Work to be completed :: Your answer should consist solely of the lines from the first line of the data through the line with "XYZ and ZYZ", each reproduced exactly.

Saved data entries ::
<<<<
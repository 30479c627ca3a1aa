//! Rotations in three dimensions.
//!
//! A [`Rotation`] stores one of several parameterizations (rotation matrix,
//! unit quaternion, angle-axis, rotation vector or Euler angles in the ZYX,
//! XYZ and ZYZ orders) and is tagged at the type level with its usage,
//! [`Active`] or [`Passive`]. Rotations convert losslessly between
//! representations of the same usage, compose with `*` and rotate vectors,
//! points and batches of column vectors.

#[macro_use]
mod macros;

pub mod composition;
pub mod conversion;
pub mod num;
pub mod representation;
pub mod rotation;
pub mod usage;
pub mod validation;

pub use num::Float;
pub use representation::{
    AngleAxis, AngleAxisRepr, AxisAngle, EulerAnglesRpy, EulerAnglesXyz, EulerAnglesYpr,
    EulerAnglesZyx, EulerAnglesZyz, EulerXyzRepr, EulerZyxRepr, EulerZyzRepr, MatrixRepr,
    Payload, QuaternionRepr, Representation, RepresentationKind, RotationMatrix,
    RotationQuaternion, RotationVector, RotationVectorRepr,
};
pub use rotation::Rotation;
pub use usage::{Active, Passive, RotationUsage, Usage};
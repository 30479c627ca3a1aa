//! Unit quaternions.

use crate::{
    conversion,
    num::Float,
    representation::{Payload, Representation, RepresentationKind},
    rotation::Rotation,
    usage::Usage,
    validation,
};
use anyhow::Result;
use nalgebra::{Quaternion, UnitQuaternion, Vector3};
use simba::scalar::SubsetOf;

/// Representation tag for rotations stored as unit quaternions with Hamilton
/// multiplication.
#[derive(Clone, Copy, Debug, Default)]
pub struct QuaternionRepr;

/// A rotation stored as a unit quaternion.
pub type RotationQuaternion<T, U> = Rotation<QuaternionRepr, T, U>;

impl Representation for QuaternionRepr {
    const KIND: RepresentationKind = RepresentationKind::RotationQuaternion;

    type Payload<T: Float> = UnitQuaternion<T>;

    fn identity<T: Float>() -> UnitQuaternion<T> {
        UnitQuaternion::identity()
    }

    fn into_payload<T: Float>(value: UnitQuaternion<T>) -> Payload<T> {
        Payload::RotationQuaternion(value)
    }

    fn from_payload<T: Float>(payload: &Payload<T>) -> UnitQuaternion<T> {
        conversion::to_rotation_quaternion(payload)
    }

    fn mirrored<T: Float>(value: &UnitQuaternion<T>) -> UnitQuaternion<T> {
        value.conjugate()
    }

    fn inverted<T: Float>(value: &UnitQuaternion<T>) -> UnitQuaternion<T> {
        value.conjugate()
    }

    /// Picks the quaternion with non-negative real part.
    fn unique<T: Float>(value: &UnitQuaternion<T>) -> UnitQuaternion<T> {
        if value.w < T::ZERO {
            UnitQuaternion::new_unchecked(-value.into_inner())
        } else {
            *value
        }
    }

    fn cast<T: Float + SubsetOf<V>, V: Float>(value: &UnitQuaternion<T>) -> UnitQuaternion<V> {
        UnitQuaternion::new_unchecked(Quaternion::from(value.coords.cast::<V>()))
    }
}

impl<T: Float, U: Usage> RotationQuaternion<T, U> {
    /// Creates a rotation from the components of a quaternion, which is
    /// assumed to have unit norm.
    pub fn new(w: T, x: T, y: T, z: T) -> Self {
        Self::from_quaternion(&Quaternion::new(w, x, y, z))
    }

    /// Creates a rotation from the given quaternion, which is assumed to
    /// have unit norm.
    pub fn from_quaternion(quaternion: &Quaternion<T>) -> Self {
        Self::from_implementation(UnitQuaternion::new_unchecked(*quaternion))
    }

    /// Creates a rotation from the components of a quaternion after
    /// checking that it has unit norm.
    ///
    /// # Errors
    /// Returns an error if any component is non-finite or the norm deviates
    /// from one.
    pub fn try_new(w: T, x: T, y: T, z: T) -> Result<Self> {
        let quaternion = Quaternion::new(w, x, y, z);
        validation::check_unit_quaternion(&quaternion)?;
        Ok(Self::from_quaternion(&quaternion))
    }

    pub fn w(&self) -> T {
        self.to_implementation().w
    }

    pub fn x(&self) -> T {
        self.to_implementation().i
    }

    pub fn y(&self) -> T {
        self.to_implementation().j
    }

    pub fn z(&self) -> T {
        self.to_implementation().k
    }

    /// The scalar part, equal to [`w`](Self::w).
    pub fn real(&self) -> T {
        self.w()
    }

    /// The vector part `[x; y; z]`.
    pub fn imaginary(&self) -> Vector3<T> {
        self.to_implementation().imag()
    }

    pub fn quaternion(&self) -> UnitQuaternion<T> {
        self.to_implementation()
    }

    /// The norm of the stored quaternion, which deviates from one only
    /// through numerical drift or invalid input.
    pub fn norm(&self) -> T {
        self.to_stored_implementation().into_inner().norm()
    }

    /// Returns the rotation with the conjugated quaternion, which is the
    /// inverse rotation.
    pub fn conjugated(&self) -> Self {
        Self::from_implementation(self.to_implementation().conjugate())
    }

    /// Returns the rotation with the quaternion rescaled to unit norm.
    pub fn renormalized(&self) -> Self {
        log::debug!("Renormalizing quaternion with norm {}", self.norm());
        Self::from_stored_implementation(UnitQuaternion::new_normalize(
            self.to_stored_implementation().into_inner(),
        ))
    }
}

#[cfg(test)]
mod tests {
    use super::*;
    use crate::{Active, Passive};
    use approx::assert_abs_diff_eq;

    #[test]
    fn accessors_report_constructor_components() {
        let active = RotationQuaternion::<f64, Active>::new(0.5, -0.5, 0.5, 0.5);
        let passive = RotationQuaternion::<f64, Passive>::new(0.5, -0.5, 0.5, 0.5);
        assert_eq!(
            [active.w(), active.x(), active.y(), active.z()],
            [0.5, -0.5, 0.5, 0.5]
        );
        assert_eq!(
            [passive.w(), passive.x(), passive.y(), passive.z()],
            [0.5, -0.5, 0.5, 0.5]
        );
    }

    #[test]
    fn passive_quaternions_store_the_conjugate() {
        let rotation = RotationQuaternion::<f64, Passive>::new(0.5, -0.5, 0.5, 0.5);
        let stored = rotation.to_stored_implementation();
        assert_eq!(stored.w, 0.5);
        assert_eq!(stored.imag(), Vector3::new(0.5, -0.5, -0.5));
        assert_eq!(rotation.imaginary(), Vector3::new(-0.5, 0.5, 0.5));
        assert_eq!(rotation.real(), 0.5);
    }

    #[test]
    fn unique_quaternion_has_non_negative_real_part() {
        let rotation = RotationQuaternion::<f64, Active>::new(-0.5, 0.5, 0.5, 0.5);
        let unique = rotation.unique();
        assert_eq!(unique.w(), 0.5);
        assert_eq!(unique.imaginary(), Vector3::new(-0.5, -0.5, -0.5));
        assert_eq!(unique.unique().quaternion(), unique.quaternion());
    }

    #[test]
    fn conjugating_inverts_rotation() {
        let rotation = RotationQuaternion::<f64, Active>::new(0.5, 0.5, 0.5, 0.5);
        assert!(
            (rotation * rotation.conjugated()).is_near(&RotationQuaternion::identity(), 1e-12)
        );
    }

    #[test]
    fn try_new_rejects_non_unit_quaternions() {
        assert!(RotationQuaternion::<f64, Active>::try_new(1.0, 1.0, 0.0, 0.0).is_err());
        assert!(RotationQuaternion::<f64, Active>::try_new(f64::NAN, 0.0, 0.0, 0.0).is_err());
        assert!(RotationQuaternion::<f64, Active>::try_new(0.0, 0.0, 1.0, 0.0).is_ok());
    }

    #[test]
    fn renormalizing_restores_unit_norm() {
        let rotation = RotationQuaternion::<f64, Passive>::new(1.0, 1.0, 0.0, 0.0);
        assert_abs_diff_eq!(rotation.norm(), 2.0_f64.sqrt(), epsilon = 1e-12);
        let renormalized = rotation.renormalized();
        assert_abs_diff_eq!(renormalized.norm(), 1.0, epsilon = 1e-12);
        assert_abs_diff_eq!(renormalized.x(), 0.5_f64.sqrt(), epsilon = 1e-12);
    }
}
>>>>
Task answer ::
repository 30479c627ca3a1aa
//! Rotations in three dimensions.
//!
//! A [`Rotation`] stores one of several parameterizations (rotation matrix,
//! unit quaternion, angle-axis, rotation vector or Euler angles in the ZYX,
//! XYZ and ZYZ orders) and is tagged at the type level with its usage,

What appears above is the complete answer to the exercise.